As a neonatal intensive care nurse, Heather Bankos has seen the heartbreak that comes when babies are born fighting for life, when they don't make it and when complications mean women who have lost children will never again be able to conceive.
Bankos, 31, a mother of three, has spent nearly a decade giving her medical attention and comfort to families on their most joyous and difficult days, but she wanted to do more.
So she gave her uterus.
In May, Bankos, of Macungie, Pa., donated her uterus to a stranger through a uterus transplant clinical trial at Baylor University Medical Center in Dallas.
Uterus transplant is an experimental procedure that enables a woman who does not have a functioning uterus to become pregnant and give birth.

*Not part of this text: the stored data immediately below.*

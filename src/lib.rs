//! # Admin Export
//!
//! Admin console add-on that exports selected records of a registered model as
//! an HTML table, a CSV file or a spreadsheet.
//!
//! An operator picks records in the admin, chooses which fields to include
//! (following relations with dotted paths such as `address.city`), and
//! downloads the result.
//!
//! ## Feature Flags
//!
//! - `server` (default) - HTTP views, sessions, settings and the hyper server
//!
//! ## Quick Example
//!
//! ```rust
//! use admin_export::prelude::*;
//!
//! let site = AdminSite::new("Shop admin");
//! let ct = site.register_meta(
//!     ModelMeta::new("shop", "Customer")
//!         .with_field(FieldMeta::new("id", FieldKind::Integer))
//!         .with_field(FieldMeta::new("name", FieldKind::Text)),
//! );
//!
//! let resolved = site.resolve(ct.id.unwrap()).unwrap();
//! assert_eq!(resolved.meta().natural_key(), "shop.customer");
//!
//! let result = ExportBuilder::new("Customer", ExportFormat::Csv)
//!     .header(vec!["id".to_string(), "name".to_string()])
//!     .rows(vec![vec!["1".to_string(), "Ada".to_string()]])
//!     .build()
//!     .unwrap();
//! assert_eq!(result.row_count, 1);
//! ```

pub mod conf;
pub mod core;
pub mod http;

/// Commonly used types
pub mod prelude {
	pub use admin_export_core::{
		AdminError, AdminResult, AdminSite, ContentType, DefaultReportConverter, ExportBuilder,
		ExportFormat, ExportResult, FieldKind, FieldMeta, InMemoryRecordStore, ModelAdmin,
		ModelAdminConfig, ModelIntrospector, ModelMeta, Record, RecordStore, RelationPath,
		ReportConverter, User,
	};

	#[cfg(feature = "server")]
	pub use admin_export_conf::{Settings, bootstrap};
	#[cfg(feature = "server")]
	pub use admin_export_http::{
		ExportConfig, ExportRouter, ExportState, Handler, HttpServer, InMemorySessionBackend,
		Request, Response,
	};
}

Baylor researchers estimate that absolute uterine factor infertility, meaning the uterus is nonfunctioning or nonexistent, affects from 500,000 to three million U.S. women of childbearing age.

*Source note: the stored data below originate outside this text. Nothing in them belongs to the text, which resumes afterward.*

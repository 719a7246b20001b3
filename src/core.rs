//! Registry, introspection, conversion and renderers.
//!
//! # Examples
//!
//! ```rust
//! use admin_export::core::{ExportFormat, RelationPath};
//!
//! assert_eq!(ExportFormat::from_param(Some("csv")), ExportFormat::Csv);
//! assert_eq!(RelationPath::parse("address.country").to_string(), "address.country");
//! ```

pub use admin_export_core::*;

Still in its early days, receiving a uterus transplant involves major surgery, costs about $200,000, and isn't covered by insurance. But researchers are hopeful that uterus transplants can one day become more widely available for women who want to bear a child themselves but were born without a uterus, had to have theirs removed, or whose uterus does not function.
"It's more than donating an organ. It's donating an entire experience of being pregnant and giving birth," said Liza Johannesson, a gynecologic surgeon and medical director of uterus transplant at Baylor.
When Baylor launched its uterus transplant trial in 2016, doctors were overwhelmed with responses from women — women who wanted to donate their uterus.